Re: [netcdf-hdf] [netcdfgroup] NetCDF: HDF error, and now what?

  • To: "John Urbanic" <urbanic@xxxxxxx>
  • Subject: Re: [netcdf-hdf] [netcdfgroup] NetCDF: HDF error, and now what?
  • From: Ed Hartnett <ed@xxxxxxxxxxxxxxxx>
  • Date: Mon, 24 Oct 2011 02:33:09 -0600
"John Urbanic" <urbanic@xxxxxxx> writes:

> NetCDF gurus:
>
>  
>
> After successfully prototyping our parallel netcdf code, we have rolled it
> into a large community app (MFIX) and are now getting sporadic "NetCDF:
> HDF error" errors during runs.  This, unsurprisingly, coincides with
> failure to write portions of related variable fields.
>
>  
>
> These happen during put_vars(), and occurs across all PEs at that random
> time, and also only one associated PE's subsequent close() as well.  In
> one of the smallest cases, we are writing ~100, 600K files.  This problem
> will strike every 15 or 20 files, and will vary both in the file and the
> fields that are affected.  With larger files it occurs more frequently -
> almost every other file with the 300MB files we need for production. 
> Again, it occurs in different fields and files within runs and from run to
> run.  We are using netcdf 4.1.3 and hdf 1.8.7.
>
>  
>
> My question is, how can I possibly drill further into this problem?  I am
> at a loss as to how to proceed.  It would be nice to force HDF to be more
> specific, or course, but all debugging suggestions most welcome.

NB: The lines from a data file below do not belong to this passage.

//! Claude OAuth Relay
//!
//! Single-binary Rust service that:
//! 1. Authorizes Claude accounts through the OAuth PKCE flow
//! 2. Keeps their credentials fresh in a local file store
//! 3. Relays `/api/v1/messages` payloads upstream with the account's token
//! 4. Exposes health and Prometheus metrics

mod config;
mod error;
mod metrics;
mod routes;

use std::sync::Arc;
use std::time::Duration;

use anyhow::{Context, Result};
use relay_auth::FileStore;
use relay_core::{Gateway, spawn_refresh_task};
use tokio::net::TcpListener;
use tracing::{error, info, warn};
use tracing_subscriber::EnvFilter;
use tracing_subscriber::{layer::SubscriberExt, util::SubscriberInitExt};

use crate::config::Config;
use crate::routes::{AppState, build_router};

/// How long in-flight requests may run after a shutdown signal.
const DRAIN_TIMEOUT: Duration = Duration::from_secs(10);

#[tokio::main]
async fn main() -> Result<()> {
    // Initialize tracing with JSON output and LOG_LEVEL / RUST_LOG support
    tracing_subscriber::registry()
        .with(
            EnvFilter::try_from_env("LOG_LEVEL")
                .or_else(|_| EnvFilter::try_from_default_env())
                .unwrap_or_else(|_| EnvFilter::new("info")),
        )
        .with(tracing_subscriber::fmt::layer().json())
        .init();

    info!("starting claude-relay");

    // Install Prometheus metrics recorder before any metrics are emitted
    let prometheus_handle =
        metrics::install_recorder().context("failed to install Prometheus recorder")?;

    // CLI: simple --config flag parsing
    let args: Vec<String> = std::env::args().collect();
    let cli_config_path = args
        .iter()
        .position(|a| a == "--config")
        .and_then(|i| args.get(i + 1))
        .map(|s| s.as_str());

    let config_path = Config::resolve_path(cli_config_path);
    info!(path = %config_path.display(), "loading configuration");

    let config = Config::load(&config_path)
        .with_context(|| format!("failed to load config from {}", config_path.display()))?;

    info!(
        listen_addr = %config.server.listen_addr,
        api_url = %config.upstream.api_url,
        credentials_path = %config.storage.credentials_path.display(),
        global_proxy = config.global_proxy.enabled,
        "configuration loaded"
    );

    let store = FileStore::load(config.storage.credentials_path.clone())
        .await
        .with_context(|| {
            format!(
                "failed to open credential store {}",
                config.storage.credentials_path.display()
            )
        })?;
    let gateway = Arc::new(
        Gateway::new(config.gateway_config(), Arc::new(store))
            .context("failed to build gateway")?,
    );

    let refresh_handle = spawn_refresh_task(
        gateway.tokens(),
        config.refresh_interval(),
        config.refresh_threshold(),
    );
    info!(
        interval_secs = config.refresh.interval_secs,
        threshold_secs = config.refresh.threshold_secs,
        "background token refresh started"
    );

    let app = build_router(
        AppState::new(gateway, prometheus_handle),
        config.server.max_connections,
    );

    let listen_addr = config.server.listen_addr;
    let listener = TcpListener::bind(listen_addr)
        .await
        .with_context(|| format!("failed to bind to {listen_addr}"))?;
    info!(addr = %listen_addr, "accepting requests");

    // The drain timeout starts when the shutdown signal fires, not when the
    // server starts: notify the server to drain, then race it against the timer.
    let (shutdown_tx, shutdown_rx) = tokio::sync::oneshot::channel::<()>();

    let server_handle = tokio::spawn(async move {
        axum::serve(listener, app)
            .with_graceful_shutdown(async {
                let _ = shutdown_rx.await;
            })
            .await
    });

    shutdown_signal().await;
    refresh_handle.abort();
    let _ = shutdown_tx.send(());

    match tokio::time::timeout(DRAIN_TIMEOUT, server_handle).await {
        Ok(Ok(Ok(()))) => {
            info!("all in-flight requests drained");
        }
        Ok(Ok(Err(e))) => {
            error!(error = %e, "server error during shutdown");
        }
        Ok(Err(e)) => {
            error!(error = %e, "server task panicked");
        }
        Err(_) => {
            warn!(
                drain_timeout_secs = DRAIN_TIMEOUT.as_secs(),
                "drain timeout exceeded, forcing shutdown"
            );
        }
    }

    info!("shutdown complete");
    Ok(())
}

/// Wait for SIGTERM or SIGINT for graceful shutdown.
async fn shutdown_signal() {
    let ctrl_c = async {
        if let Err(e) = tokio::signal::ctrl_c().await {
            error!(error = %e, "failed to listen for Ctrl+C");
            std::future::pending::<()>().await;
        }
    };

    #[cfg(unix)]
    let terminate = async {
        match tokio::signal::unix::signal(tokio::signal::unix::SignalKind::terminate()) {
            Ok(mut signal) => {
                signal.recv().await;
            }
            Err(e) => {
                error!(error = %e, "failed to install SIGTERM handler");
                std::future::pending::<()>().await;
            }
        }
    };

    #[cfg(not(unix))]
    let terminate = std::future::pending::<()>();

    tokio::select! {
        _ = ctrl_c => info!("received SIGINT, shutting down"),
        _ = terminate => info!("received SIGTERM, shutting down"),
    }
}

If you build netCDF with --enable-logging, then put the following in
your code:

nc_set_log_level(3);

(There is also a fortran version.)

You will then get a ton of output. Trying changing the "3" to a "1" to
get less output, or to a 5 to get more.

If this doesn't work, fire up the parallel debugger and see where HDF5
and netCDF are failing to get along...

Good luck,

Ed

-- 
Ed Hartnett  -- ed@xxxxxxxxxxxxxxxx